Data extracted from a collection:
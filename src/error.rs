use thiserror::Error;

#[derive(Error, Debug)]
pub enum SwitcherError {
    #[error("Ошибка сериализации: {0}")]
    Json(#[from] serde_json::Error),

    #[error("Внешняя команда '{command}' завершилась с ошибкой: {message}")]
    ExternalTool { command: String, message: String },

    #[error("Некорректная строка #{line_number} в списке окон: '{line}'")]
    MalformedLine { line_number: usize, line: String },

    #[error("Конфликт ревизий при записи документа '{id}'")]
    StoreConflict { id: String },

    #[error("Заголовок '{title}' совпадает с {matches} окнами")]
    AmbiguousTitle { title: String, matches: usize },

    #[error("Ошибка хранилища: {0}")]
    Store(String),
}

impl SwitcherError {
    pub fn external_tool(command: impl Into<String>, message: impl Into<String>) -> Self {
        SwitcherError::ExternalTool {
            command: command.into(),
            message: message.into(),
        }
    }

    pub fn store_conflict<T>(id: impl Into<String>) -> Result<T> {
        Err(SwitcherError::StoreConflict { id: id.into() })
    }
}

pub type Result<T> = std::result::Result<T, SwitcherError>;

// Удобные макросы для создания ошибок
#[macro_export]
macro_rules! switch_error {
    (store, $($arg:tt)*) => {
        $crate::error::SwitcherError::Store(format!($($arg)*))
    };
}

[What is being asked]:
Produce an exact copy of all the records.

[Output for this task]:
filename src/error.rs
use thiserror::Error;

#[derive(Error, Debug)]
pub enum SwitcherError {
    #[error("Ошибка сериализации: {0}")]
    Json(#[from] serde_json::Error),

    #[error("Внешняя команда '{command}' завершилась с ошибкой: {message}")]
    ExternalTool { command: String, message: String },

    #[error("Некорректная строка #{line_number} в списке окон: '{line}'")]
    MalformedLine { line_number: usize, line: String },

    #[error("Конфликт ревизий при записи документа '{id}'")]
    StoreConflict { id: String },

    #[error("Заголовок '{title}' совпадает с {matches} окнами")]
    AmbiguousTitle { title: String, matches: usize },

    #[error("Ошибка хранилища: {0}")]
    Store(String),
}

impl SwitcherError {
    pub fn external_tool(command: impl Into<String>, message: impl Into<String>) -> Self {
        SwitcherError::ExternalTool {
            command: command.into(),
            message: message.into(),
        }
    }

    pub fn store_conflict<T>(id: impl Into<String>) -> Result<T> {
        Err(SwitcherError::StoreConflict { id: id.into() })
    }
}

pub type Result<T> = std::result::Result<T, SwitcherError>;

// Удобные макросы для создания ошибок
#[macro_export]
macro_rules! switch_error {
    (store, $($arg:tt)*) => {
        $crate::error::SwitcherError::Store(format!($($arg)*))
    };
}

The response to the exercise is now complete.